→ **Task prompt**:
Among the entries, how many lines hold the word "QueryConfig"? Respond with that number only.

[Task input]

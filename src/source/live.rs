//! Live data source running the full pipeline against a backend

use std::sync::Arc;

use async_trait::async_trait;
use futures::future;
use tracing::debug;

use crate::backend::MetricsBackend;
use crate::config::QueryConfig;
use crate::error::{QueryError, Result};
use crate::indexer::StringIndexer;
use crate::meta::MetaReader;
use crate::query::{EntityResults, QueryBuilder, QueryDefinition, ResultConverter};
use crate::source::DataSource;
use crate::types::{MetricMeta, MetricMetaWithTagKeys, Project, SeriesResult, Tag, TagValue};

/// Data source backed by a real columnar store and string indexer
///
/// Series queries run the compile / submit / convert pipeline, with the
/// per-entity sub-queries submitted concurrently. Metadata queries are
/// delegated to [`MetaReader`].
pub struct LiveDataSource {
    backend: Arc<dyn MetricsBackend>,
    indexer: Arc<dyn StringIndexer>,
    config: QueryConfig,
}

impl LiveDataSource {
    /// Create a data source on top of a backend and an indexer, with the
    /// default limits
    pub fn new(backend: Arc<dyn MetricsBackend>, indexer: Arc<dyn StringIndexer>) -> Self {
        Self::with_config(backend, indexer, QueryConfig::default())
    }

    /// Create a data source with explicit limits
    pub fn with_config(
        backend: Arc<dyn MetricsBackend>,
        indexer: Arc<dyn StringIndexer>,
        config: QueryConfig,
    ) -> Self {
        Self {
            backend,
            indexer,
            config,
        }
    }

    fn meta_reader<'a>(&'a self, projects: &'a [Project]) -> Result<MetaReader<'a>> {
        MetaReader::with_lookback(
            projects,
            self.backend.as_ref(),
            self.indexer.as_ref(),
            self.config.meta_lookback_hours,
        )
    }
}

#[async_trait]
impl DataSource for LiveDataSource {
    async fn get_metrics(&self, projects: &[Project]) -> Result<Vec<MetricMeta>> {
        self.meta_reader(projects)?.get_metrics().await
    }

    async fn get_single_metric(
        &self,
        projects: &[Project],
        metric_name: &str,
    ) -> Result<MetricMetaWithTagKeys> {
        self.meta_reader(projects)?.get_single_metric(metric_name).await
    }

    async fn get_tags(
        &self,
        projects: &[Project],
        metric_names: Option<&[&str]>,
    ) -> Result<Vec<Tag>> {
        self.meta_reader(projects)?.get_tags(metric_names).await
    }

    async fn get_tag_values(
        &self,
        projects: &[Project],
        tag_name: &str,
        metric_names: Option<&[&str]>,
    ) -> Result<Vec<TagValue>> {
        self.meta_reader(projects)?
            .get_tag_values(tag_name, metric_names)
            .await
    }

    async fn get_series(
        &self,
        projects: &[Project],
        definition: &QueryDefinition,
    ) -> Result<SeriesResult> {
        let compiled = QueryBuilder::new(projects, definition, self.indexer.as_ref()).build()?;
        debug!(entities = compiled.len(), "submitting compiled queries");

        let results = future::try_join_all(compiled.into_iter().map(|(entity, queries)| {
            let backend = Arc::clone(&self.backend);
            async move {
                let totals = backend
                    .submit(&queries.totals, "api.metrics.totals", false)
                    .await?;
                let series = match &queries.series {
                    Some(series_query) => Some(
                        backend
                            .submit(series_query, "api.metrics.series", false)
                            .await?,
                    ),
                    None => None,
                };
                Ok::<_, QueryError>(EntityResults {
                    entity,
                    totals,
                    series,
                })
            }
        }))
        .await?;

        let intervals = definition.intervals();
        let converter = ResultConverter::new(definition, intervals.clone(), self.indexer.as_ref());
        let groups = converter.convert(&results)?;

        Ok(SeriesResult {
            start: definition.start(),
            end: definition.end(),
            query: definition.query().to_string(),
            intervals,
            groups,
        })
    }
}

[/Task input]
[Task input]

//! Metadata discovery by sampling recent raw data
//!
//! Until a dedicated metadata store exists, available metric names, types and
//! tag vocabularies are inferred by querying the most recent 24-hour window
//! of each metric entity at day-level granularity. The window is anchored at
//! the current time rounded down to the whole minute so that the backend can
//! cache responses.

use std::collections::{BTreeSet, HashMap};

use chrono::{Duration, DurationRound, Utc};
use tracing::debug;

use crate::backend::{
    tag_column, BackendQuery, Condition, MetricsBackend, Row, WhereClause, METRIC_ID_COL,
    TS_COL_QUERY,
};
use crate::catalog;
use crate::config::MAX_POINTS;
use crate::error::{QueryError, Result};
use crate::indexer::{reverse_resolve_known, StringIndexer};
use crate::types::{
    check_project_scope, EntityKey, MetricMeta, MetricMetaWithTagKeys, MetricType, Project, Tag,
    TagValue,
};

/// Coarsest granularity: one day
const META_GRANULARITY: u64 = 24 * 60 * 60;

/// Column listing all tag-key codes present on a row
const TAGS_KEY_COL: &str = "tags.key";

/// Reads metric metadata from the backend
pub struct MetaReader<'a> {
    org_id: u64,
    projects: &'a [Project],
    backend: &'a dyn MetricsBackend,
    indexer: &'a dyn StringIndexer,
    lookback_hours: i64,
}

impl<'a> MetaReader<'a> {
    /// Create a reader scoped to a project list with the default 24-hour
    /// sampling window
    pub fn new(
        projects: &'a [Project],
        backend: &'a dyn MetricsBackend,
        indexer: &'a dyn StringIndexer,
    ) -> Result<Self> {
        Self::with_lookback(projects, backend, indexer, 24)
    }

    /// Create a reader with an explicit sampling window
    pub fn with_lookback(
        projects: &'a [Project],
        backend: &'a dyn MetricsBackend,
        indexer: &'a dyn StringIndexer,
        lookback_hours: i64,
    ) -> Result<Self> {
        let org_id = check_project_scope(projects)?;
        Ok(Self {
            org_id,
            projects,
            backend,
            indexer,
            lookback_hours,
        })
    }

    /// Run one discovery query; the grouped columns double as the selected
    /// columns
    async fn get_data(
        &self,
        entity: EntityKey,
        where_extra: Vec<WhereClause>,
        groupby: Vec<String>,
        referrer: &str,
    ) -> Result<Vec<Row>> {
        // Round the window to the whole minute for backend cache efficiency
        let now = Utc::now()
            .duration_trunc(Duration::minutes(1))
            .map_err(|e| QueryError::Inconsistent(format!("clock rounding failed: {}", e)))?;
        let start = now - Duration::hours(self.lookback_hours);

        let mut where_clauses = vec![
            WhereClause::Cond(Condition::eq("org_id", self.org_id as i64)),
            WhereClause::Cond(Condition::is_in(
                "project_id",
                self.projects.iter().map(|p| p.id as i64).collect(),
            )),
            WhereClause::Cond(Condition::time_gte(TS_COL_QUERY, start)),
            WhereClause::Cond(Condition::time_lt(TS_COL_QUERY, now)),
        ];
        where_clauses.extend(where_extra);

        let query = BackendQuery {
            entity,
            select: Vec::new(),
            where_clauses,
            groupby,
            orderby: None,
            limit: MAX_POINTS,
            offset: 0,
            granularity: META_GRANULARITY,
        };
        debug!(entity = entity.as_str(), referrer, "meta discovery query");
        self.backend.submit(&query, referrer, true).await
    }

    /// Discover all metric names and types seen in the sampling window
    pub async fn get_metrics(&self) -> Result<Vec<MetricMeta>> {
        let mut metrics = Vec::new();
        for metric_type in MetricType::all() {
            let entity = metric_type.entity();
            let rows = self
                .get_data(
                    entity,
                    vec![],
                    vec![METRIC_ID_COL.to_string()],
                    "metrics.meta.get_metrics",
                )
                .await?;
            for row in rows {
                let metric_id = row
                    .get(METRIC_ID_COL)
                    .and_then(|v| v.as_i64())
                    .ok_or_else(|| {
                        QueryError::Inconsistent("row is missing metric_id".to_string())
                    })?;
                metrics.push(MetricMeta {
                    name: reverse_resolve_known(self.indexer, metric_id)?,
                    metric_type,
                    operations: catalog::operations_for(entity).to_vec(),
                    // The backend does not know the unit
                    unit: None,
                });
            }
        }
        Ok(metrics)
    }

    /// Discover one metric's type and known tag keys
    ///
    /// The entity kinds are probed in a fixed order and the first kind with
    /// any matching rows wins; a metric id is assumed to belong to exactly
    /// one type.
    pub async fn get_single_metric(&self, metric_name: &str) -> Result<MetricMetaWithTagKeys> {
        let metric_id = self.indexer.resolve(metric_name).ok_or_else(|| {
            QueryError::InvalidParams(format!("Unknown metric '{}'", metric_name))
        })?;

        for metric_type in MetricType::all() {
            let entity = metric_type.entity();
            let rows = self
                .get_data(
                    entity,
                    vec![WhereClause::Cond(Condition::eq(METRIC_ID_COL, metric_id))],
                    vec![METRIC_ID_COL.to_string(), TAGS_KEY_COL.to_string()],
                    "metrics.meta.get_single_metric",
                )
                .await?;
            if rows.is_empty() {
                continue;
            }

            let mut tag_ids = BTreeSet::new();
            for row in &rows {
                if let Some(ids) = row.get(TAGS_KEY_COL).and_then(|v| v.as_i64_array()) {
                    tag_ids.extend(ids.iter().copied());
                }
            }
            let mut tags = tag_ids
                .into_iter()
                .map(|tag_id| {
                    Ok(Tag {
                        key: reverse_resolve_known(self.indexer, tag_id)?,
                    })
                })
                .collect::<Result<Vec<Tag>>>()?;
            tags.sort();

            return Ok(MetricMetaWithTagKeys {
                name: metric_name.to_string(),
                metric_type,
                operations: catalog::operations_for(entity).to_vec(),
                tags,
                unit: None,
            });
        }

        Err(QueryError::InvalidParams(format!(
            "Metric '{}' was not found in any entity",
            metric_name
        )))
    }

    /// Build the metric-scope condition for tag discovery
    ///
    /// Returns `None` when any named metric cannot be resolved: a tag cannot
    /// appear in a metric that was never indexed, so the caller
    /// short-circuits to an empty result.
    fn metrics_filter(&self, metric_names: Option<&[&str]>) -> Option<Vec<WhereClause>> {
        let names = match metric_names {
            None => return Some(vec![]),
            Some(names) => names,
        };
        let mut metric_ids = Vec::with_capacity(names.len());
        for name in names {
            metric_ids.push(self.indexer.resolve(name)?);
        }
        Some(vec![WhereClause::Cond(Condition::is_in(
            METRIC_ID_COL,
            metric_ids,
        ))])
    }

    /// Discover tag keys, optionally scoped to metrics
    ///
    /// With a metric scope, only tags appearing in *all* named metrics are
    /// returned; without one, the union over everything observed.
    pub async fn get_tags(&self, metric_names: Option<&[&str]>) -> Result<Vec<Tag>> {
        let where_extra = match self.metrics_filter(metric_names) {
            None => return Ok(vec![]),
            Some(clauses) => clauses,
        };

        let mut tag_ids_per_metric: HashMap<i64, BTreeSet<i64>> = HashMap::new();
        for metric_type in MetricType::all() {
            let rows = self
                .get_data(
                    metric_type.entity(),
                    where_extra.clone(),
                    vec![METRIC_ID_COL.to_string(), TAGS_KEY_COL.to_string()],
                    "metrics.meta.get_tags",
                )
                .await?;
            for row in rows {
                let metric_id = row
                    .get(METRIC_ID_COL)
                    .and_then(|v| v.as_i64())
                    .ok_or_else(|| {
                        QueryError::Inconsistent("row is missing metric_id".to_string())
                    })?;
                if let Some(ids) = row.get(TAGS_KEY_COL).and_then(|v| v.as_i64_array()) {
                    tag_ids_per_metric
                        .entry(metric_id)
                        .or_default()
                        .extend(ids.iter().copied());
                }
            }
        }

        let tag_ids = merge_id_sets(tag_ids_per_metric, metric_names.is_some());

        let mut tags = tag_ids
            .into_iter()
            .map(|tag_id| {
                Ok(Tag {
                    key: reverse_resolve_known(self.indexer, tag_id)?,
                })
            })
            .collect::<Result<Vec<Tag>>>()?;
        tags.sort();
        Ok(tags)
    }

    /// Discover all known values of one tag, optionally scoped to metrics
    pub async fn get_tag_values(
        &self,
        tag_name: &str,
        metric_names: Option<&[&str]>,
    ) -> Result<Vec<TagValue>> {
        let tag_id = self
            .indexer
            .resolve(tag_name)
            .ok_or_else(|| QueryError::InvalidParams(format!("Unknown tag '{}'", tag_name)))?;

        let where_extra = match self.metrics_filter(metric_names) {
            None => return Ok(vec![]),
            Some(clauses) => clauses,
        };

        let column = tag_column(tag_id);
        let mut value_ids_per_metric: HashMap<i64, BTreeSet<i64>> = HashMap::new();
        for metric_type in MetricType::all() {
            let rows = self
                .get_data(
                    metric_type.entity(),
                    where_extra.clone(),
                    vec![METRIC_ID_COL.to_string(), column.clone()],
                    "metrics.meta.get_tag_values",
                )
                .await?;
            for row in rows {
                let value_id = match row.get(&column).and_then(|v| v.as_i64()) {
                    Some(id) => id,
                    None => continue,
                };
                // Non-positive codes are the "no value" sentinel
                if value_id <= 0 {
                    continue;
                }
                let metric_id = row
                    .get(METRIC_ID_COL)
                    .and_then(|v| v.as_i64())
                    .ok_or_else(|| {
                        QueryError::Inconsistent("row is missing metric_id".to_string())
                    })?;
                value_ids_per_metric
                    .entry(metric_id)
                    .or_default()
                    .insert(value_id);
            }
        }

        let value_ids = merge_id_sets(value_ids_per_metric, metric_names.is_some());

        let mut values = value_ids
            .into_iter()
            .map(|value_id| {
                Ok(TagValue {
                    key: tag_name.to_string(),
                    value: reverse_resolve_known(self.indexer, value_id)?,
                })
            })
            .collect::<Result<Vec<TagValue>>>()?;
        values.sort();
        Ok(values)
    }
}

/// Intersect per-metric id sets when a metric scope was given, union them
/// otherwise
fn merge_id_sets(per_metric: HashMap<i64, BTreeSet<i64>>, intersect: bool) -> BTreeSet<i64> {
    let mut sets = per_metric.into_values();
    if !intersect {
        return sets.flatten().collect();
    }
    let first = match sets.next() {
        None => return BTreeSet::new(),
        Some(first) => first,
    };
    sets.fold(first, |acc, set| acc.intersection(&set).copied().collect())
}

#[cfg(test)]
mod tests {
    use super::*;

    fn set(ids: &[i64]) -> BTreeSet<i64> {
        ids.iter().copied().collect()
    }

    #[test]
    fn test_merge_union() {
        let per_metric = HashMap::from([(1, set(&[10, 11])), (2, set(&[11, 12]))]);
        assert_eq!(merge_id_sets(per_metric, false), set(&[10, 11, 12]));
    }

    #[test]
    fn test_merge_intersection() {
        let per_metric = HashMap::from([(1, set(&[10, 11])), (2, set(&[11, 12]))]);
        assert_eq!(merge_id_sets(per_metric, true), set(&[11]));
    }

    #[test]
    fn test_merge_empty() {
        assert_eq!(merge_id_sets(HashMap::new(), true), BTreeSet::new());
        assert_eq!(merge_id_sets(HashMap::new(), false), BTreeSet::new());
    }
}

[/Task input]

→ **Response below**:
4